-- Task to carry out --
Show all lines from the records below in which the string "ServerSettings" is present.

======== Material supplied ========

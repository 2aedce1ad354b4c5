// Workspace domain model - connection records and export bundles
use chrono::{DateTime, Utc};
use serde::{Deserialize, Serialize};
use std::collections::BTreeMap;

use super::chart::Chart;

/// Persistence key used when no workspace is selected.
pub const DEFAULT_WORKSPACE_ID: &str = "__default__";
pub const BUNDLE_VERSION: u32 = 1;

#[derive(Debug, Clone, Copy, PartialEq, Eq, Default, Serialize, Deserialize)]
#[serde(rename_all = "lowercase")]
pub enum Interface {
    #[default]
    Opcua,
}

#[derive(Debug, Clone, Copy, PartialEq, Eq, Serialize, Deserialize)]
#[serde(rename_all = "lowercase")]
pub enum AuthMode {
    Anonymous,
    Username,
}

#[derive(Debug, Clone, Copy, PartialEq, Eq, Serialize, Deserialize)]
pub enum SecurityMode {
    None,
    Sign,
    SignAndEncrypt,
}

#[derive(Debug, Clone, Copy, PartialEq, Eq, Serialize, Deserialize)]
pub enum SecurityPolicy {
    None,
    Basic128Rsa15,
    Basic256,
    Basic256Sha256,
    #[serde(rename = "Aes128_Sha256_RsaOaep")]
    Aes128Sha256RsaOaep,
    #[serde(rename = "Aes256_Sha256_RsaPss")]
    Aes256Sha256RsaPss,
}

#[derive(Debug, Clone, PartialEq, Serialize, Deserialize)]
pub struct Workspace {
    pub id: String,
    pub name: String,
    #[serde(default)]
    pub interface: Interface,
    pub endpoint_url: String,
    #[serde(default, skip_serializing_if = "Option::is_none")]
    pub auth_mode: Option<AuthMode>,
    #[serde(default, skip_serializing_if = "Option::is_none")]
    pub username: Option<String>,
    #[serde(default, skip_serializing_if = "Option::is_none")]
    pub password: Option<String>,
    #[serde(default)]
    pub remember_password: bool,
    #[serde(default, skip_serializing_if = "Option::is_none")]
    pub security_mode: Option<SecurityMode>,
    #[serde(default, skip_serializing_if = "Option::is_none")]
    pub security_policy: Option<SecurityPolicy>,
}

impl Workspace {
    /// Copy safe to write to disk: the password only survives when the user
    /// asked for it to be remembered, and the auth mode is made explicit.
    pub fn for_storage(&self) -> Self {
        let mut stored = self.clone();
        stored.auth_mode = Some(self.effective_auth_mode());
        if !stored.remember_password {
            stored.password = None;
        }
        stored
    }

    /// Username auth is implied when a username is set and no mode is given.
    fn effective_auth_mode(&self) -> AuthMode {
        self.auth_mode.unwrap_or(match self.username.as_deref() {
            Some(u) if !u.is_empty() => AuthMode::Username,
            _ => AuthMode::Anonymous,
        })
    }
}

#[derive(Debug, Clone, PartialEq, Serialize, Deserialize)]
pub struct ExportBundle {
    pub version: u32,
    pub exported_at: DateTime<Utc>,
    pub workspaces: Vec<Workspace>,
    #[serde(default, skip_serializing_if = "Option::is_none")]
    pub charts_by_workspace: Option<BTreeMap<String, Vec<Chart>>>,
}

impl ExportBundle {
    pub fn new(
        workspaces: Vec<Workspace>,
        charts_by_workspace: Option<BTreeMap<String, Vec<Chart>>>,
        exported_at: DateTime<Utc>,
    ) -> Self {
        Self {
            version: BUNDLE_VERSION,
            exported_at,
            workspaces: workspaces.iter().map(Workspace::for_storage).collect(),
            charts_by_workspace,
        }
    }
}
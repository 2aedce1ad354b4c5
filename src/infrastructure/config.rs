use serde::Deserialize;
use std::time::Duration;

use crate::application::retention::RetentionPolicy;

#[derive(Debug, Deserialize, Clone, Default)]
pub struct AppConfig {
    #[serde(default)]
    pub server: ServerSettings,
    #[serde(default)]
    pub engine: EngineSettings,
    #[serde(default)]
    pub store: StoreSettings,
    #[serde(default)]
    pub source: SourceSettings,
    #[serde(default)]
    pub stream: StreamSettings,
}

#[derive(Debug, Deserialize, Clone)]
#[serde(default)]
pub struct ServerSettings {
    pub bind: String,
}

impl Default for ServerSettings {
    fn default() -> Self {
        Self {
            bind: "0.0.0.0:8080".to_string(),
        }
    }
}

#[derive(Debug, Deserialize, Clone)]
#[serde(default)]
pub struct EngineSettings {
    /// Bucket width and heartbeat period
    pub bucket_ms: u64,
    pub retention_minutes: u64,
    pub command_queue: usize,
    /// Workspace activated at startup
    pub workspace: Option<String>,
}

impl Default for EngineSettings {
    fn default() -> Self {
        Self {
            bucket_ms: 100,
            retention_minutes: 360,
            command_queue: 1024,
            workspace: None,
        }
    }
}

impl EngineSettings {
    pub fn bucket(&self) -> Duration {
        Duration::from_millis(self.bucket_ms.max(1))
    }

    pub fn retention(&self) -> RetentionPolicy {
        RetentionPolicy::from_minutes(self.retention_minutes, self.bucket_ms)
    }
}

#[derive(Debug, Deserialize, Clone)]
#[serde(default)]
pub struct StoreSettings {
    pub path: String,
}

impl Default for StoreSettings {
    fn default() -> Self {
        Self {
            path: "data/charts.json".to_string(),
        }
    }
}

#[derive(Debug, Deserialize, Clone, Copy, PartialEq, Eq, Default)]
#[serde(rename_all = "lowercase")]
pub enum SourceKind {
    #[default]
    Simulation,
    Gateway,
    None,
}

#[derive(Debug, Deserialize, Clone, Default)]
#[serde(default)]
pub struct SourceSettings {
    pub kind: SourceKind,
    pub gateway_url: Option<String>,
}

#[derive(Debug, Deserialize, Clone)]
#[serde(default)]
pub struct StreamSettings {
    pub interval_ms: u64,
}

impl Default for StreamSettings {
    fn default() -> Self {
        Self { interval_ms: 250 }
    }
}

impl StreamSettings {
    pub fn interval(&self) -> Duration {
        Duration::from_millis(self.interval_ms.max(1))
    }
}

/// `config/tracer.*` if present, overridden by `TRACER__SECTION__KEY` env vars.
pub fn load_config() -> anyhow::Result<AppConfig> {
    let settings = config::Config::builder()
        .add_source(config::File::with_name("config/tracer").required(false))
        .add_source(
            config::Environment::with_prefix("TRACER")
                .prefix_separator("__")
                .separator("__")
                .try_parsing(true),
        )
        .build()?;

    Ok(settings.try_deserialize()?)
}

========

-- Response box --
    pub server: ServerSettings,
pub struct ServerSettings {
impl Default for ServerSettings {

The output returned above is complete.